[Stored data]
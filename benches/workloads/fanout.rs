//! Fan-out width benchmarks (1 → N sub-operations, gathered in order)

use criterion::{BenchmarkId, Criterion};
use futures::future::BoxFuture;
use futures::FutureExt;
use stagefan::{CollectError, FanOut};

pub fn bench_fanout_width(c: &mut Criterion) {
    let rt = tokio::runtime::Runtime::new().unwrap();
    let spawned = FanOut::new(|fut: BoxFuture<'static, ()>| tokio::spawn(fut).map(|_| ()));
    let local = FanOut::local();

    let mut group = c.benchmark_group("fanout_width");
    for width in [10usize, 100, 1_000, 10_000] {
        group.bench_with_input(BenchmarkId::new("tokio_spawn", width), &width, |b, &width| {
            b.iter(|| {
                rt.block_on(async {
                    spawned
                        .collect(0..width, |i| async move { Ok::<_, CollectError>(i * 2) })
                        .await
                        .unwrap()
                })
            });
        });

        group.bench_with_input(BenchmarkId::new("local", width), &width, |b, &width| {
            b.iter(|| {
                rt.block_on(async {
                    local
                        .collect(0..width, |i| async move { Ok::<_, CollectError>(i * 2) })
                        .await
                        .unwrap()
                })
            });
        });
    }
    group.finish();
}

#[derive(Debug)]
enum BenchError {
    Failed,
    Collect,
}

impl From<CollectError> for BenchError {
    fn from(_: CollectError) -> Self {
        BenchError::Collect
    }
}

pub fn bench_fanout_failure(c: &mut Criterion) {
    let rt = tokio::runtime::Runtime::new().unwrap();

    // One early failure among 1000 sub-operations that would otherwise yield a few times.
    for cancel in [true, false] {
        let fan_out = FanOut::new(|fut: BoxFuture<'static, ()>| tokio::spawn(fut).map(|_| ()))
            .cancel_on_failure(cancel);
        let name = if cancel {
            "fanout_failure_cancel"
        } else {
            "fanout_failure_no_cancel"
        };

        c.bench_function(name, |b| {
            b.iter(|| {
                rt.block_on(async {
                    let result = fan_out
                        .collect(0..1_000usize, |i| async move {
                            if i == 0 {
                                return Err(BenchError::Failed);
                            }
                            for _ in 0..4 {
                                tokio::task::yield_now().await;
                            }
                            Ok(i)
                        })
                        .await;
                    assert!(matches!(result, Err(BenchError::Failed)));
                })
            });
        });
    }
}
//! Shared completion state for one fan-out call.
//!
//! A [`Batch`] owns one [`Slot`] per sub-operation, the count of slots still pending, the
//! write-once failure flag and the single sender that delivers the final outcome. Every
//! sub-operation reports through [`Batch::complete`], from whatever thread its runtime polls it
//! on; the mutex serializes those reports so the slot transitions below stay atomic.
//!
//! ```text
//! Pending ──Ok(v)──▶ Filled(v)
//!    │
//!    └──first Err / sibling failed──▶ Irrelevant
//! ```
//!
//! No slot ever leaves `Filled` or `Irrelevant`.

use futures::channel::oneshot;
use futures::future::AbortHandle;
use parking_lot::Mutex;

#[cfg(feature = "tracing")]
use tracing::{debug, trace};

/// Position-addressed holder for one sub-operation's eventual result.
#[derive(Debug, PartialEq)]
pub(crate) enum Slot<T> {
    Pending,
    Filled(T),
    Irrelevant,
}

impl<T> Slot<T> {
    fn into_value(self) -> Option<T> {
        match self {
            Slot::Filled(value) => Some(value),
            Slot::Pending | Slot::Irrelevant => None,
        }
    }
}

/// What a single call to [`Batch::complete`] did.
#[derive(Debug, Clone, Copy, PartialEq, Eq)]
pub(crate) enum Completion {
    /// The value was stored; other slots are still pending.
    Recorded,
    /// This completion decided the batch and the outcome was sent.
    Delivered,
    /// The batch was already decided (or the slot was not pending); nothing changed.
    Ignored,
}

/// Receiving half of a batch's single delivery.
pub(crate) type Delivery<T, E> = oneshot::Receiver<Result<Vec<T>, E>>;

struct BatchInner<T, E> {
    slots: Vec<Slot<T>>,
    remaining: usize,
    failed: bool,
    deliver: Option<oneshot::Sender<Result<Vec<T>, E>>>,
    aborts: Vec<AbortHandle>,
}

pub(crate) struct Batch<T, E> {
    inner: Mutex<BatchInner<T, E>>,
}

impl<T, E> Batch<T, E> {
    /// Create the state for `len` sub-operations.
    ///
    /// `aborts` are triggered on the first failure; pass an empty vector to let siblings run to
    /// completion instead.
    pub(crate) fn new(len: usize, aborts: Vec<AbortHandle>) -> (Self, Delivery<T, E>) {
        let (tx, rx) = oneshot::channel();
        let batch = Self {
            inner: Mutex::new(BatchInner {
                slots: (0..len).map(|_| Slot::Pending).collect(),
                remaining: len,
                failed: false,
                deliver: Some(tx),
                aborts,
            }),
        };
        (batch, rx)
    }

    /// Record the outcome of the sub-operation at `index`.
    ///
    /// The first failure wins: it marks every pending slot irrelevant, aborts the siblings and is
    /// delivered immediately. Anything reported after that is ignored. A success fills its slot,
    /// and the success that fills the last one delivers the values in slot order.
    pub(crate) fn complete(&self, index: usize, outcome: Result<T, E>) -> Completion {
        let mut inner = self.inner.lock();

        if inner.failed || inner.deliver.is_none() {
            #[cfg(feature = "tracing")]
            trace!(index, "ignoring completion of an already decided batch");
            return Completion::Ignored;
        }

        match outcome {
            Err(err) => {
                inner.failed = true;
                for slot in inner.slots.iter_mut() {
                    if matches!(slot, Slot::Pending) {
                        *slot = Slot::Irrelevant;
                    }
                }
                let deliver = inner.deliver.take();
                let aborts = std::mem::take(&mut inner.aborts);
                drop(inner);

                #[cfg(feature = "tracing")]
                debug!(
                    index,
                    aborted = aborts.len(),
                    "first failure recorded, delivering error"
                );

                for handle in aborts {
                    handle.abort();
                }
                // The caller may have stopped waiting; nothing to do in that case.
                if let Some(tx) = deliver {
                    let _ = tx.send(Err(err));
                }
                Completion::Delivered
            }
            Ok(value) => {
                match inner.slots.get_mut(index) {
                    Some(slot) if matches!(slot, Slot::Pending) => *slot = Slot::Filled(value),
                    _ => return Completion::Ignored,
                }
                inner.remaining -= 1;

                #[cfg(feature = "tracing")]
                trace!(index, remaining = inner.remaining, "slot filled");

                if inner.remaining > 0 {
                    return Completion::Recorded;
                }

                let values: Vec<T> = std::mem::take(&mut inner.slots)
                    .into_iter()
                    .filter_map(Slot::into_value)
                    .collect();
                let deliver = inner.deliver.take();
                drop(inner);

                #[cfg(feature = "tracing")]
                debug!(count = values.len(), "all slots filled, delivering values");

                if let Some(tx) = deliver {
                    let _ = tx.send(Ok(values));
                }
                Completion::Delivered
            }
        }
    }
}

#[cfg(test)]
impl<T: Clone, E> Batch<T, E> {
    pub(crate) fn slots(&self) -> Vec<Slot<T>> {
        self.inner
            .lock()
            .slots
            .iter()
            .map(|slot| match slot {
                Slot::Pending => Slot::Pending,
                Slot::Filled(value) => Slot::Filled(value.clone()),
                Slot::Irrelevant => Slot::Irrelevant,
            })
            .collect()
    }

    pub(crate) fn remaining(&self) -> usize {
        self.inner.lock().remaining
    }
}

▶ _Exercise prompt_
Copy all lines of the records that have the string "index" in them.

▶ _Response to the task_
    /// Record the outcome of the sub-operation at `index`.
    pub(crate) fn complete(&self, index: usize, outcome: Result<T, E>) -> Completion {
            trace!(index, "ignoring completion of an already decided batch");
                    index,
                match inner.slots.get_mut(index) {
                trace!(index, remaining = inner.remaining, "slot filled");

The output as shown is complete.